> [Problem statement]:
Report each line from the entries in which "Debug" can be found.
◆ ◆ ◆ ◆
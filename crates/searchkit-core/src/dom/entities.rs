//! HTML character references.
//!
//! The XML tokenizer only knows `amp`, `lt`, `gt`, `quot` and `apos`; Django
//! templates and admin pages use a handful of HTML named entities on top.

use std::borrow::Cow;

use quick_xml::escape::resolve_predefined_entity;

/// Named entities resolved in addition to the XML predefined ones.
const HTML_ENTITIES: &[(&str, &str)] = &[
    ("nbsp", "\u{a0}"),
    ("ensp", "\u{2002}"),
    ("emsp", "\u{2003}"),
    ("thinsp", "\u{2009}"),
    ("zwnj", "\u{200c}"),
    ("zwj", "\u{200d}"),
    ("shy", "\u{ad}"),
    ("ndash", "\u{2013}"),
    ("mdash", "\u{2014}"),
    ("hellip", "\u{2026}"),
    ("middot", "\u{b7}"),
    ("bull", "\u{2022}"),
    ("lsaquo", "\u{2039}"),
    ("rsaquo", "\u{203a}"),
    ("laquo", "\u{ab}"),
    ("raquo", "\u{bb}"),
    ("lsquo", "\u{2018}"),
    ("rsquo", "\u{2019}"),
    ("sbquo", "\u{201a}"),
    ("ldquo", "\u{201c}"),
    ("rdquo", "\u{201d}"),
    ("bdquo", "\u{201e}"),
    ("prime", "\u{2032}"),
    ("Prime", "\u{2033}"),
    ("larr", "\u{2190}"),
    ("uarr", "\u{2191}"),
    ("rarr", "\u{2192}"),
    ("darr", "\u{2193}"),
    ("harr", "\u{2194}"),
    ("times", "\u{d7}"),
    ("divide", "\u{f7}"),
    ("plusmn", "\u{b1}"),
    ("minus", "\u{2212}"),
    ("le", "\u{2264}"),
    ("ge", "\u{2265}"),
    ("ne", "\u{2260}"),
    ("deg", "\u{b0}"),
    ("micro", "\u{b5}"),
    ("frac14", "\u{bc}"),
    ("frac12", "\u{bd}"),
    ("frac34", "\u{be}"),
    ("permil", "\u{2030}"),
    ("copy", "\u{a9}"),
    ("reg", "\u{ae}"),
    ("trade", "\u{2122}"),
    ("para", "\u{b6}"),
    ("sect", "\u{a7}"),
    ("dagger", "\u{2020}"),
    ("Dagger", "\u{2021}"),
    ("cent", "\u{a2}"),
    ("pound", "\u{a3}"),
    ("euro", "\u{20ac}"),
    ("yen", "\u{a5}"),
    ("iexcl", "\u{a1}"),
    ("iquest", "\u{bf}"),
    ("check", "\u{2713}"),
];

/// Resolve an entity name (without `&` and `;`).
pub(super) fn resolve_named(name: &str) -> Option<&'static str> {
    resolve_predefined_entity(name).or_else(|| {
        HTML_ENTITIES
            .iter()
            .find(|(entity, _)| *entity == name)
            .map(|(_, text)| *text)
    })
}

/// Resolve a numeric reference body such as `#65` or `#x41`.
fn resolve_numeric(body: &str) -> Option<char> {
    let digits = body.strip_prefix('#')?;
    let code = match digits.strip_prefix(['x', 'X']) {
        Some(hex) => u32::from_str_radix(hex, 16).ok()?,
        None => digits.parse().ok()?,
    };
    char::from_u32(code)
}

/// Length of the well-formed reference at the start of `text` (which begins
/// with `&`), including the terminating `;`.
pub(super) fn reference_len(text: &str) -> Option<usize> {
    let body = text.strip_prefix('&')?;
    let end = body.find(';')?;
    let name = &body[..end];
    let valid = if let Some(digits) = name.strip_prefix('#') {
        match digits.strip_prefix(['x', 'X']) {
            Some(hex) => !hex.is_empty() && hex.chars().all(|c| c.is_ascii_hexdigit()),
            None => !digits.is_empty() && digits.chars().all(|c| c.is_ascii_digit()),
        }
    } else {
        name.starts_with(|c: char| c.is_ascii_alphabetic())
            && name.chars().all(|c| c.is_ascii_alphanumeric())
    };
    valid.then_some(end + 2)
}

/// Resolve every known reference in `raw`. Unknown references and bare
/// ampersands are kept as written.
pub(super) fn unescape(raw: &str) -> Cow<'_, str> {
    if !raw.contains('&') {
        return Cow::Borrowed(raw);
    }
    let mut out = String::with_capacity(raw.len());
    let mut rest = raw;
    while let Some(at) = rest.find('&') {
        out.push_str(&rest[..at]);
        rest = &rest[at..];
        let Some(len) = reference_len(rest) else {
            out.push('&');
            rest = &rest[1..];
            continue;
        };
        let name = &rest[1..len - 1];
        match resolve_numeric(name) {
            Some(ch) => out.push(ch),
            None => match resolve_named(name) {
                Some(text) => out.push_str(text),
                None => out.push_str(&rest[..len]),
            },
        }
        rest = &rest[len..];
    }
    out.push_str(rest);
    Cow::Owned(out)
}

#[cfg(test)]
mod tests {
    use super::*;

    #[test]
    fn test_reference_len() {
        assert_eq!(reference_len("&amp; b"), Some(5));
        assert_eq!(reference_len("&#x41;"), Some(6));
        assert_eq!(reference_len("&#65;x"), Some(5));
        assert_eq!(reference_len("& Jerry"), None);
        assert_eq!(reference_len("&copy 2024"), None);
        assert_eq!(reference_len("&#x;"), None);
    }

    #[test]
    fn test_unescape_attribute_values() {
        assert_eq!(unescape("plain"), "plain");
        assert_eq!(unescape("a &amp; b &rsaquo; &#65;"), "a & b \u{203a} A");
        assert_eq!(unescape("Tom & Jerry"), "Tom & Jerry");
        assert_eq!(unescape("&bogus; &"), "&bogus; &");
    }
}
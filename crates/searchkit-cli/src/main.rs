//! searchkit CLI.

use clap::{ColorChoice, Parser};
use searchkit_cli::logging::{LogConfig, LogFormat, init_logging};
use std::io::{self, IsTerminal};
use tracing::level_filters::LevelFilter;

mod cli;
mod commands;
mod summary;

use crate::cli::{Cli, Command, LogFormatArg, LogLevelArg};
use crate::commands::{run_inspect, run_reload, run_replay};

fn main() {
    let cli = Cli::parse();
    cli.color.write_global();
    let log_config = log_config_from_cli(&cli);
    if let Err(error) = init_logging(&log_config) {
        eprintln!("error: failed to initialize logging: {error}");
        std::process::exit(1);
    }
    let config = cli.config.as_deref();
    let exit_code = match &cli.command {
        Command::Inspect(args) => match run_inspect(args, config) {
            Ok(()) => 0,
            Err(error) => {
                eprintln!("error: {error:#}");
                1
            }
        },
        Command::Replay(args) => session_exit_code(run_replay(args, config)),
        Command::Reload(args) => session_exit_code(run_reload(args, config)),
    };
    std::process::exit(exit_code);
}

fn session_exit_code(result: anyhow::Result<searchkit_cli::session::SessionResult>) -> i32 {
    match result {
        Ok(result) => {
            if result.has_failures() { 1 } else { 0 }
        }
        Err(error) => {
            eprintln!("error: {error:#}");
            1
        }
    }
}

/// Build logging configuration from CLI flags with consistent precedence.
fn log_config_from_cli(cli: &Cli) -> LogConfig {
    let mut config = LogConfig {
        level_filter: cli.verbosity.tracing_level_filter(),
        ..LogConfig::default()
    };
    config.use_env_filter = !(cli.verbosity.is_present() || cli.log_level.is_some());
    if let Some(level) = cli.log_level {
        config.level_filter = match level {
            LogLevelArg::Error => LevelFilter::ERROR,
            LogLevelArg::Warn => LevelFilter::WARN,
            LogLevelArg::Info => LevelFilter::INFO,
            LogLevelArg::Debug => LevelFilter::DEBUG,
            LogLevelArg::Trace => LevelFilter::TRACE,
        };
    }
    config.format = match cli.log_format {
        LogFormatArg::Pretty => LogFormat::Pretty,
        LogFormatArg::Compact => LogFormat::Compact,
        LogFormatArg::Json => LogFormat::Json,
    };
    config.log_file = cli.log_file.clone();
    config.with_ansi = match cli.color.color {
        ColorChoice::Always => true,
        ColorChoice::Never => false,
        ColorChoice::Auto => cli.log_file.is_none() && io::stderr().is_terminal(),
    };
    config
}
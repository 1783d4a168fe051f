//! Skeleton and animation import from glTF-style scene graphs.
//!
//! The crate converts a node/skin/animation graph into:
//! - a [`Skeleton`]: uniquely named joints with rest transforms, laid out in
//!   a breadth-first arena
//! - [`AnimationClip`]s: one track per joint with explicit translation,
//!   rotation and scale keys, resampled from linear, step and cubic-spline
//!   source curves
//!
//! The core works on an in-memory [`SceneModel`]; the optional `gltf` feature
//! provides [`GltfLoader`] to build one from a glTF file.

#![warn(clippy::all)]
#![warn(clippy::pedantic)]
#![allow(clippy::cast_precision_loss)]
#![allow(clippy::cast_possible_truncation)]
#![allow(clippy::cast_sign_loss)]
#![allow(clippy::module_name_repetitions)]
#![allow(clippy::missing_errors_doc)]

pub mod animation;
pub mod assets;
pub mod errors;
pub mod importer;
pub mod scene;
pub mod settings;
pub mod skeleton;

pub use animation::{AnimationClip, AnimationResampler, JointTrack, Keyframe};
#[cfg(feature = "gltf")]
pub use assets::GltfLoader;
pub use errors::{ImportError, Result};
pub use importer::{ImportedSkeleton, Importer};
pub use scene::SceneModel;
pub use settings::ImportSettings;
pub use skeleton::{Joint, JointNaming, JointTransform, Skeleton, SkeletonBuilder};
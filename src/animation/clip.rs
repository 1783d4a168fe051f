use glam::{Quat, Vec3};

use crate::animation::tracks::Keyframe;

/// Keyframes of one joint, one sequence per transform component.
#[derive(Debug, Clone, Default, PartialEq)]
pub struct JointTrack {
    pub translations: Vec<Keyframe<Vec3>>,
    pub rotations: Vec<Keyframe<Quat>>,
    pub scales: Vec<Keyframe<Vec3>>,
}

impl JointTrack {
    fn validate(&self) -> Result<(), String> {
        fn check<T>(keys: &[Keyframe<T>], kind: &str) -> Result<(), String> {
            if keys.is_empty() {
                return Err(format!("empty {kind} track"));
            }
            if let Some(pair) = keys.windows(2).find(|pair| pair[1].time < pair[0].time) {
                return Err(format!(
                    "{kind} keys out of order ({} then {})",
                    pair[0].time, pair[1].time
                ));
            }
            Ok(())
        }

        check(&self.translations, "translation")?;
        check(&self.rotations, "rotation")?;
        check(&self.scales, "scale")
    }
}

/// Resampled clip: one track per skeleton joint, in skeleton order.
#[derive(Debug, Clone, PartialEq)]
pub struct AnimationClip {
    pub name: String,
    pub duration: f32,
    pub tracks: Vec<JointTrack>,
}

impl AnimationClip {
    #[must_use]
    pub fn new(name: String, duration: f32, tracks: Vec<JointTrack>) -> Self {
        Self {
            name,
            duration,
            tracks,
        }
    }

    #[inline]
    #[must_use]
    pub fn num_tracks(&self) -> usize {
        self.tracks.len()
    }

    /// Confirms `num_joints` tracks, none of them empty, with chronologically
    /// ordered keys.
    pub fn validate(&self, num_joints: usize) -> Result<(), String> {
        if self.tracks.len() != num_joints {
            return Err(format!(
                "{} tracks for {num_joints} joints",
                self.tracks.len()
            ));
        }
        if self.duration.is_nan() || self.duration < 0.0 {
            return Err(format!("invalid duration {}", self.duration));
        }
        for (index, track) in self.tracks.iter().enumerate() {
            track
                .validate()
                .map_err(|reason| format!("track #{index}: {reason}"))?;
        }
        Ok(())
    }
}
◆ ◆ ◆ ◆
> [Solution for this problem]:
            LogLevelArg::Debug => LevelFilter::DEBUG,
#[derive(Debug, Clone, Default, PartialEq)]
#[derive(Debug, Clone, PartialEq)]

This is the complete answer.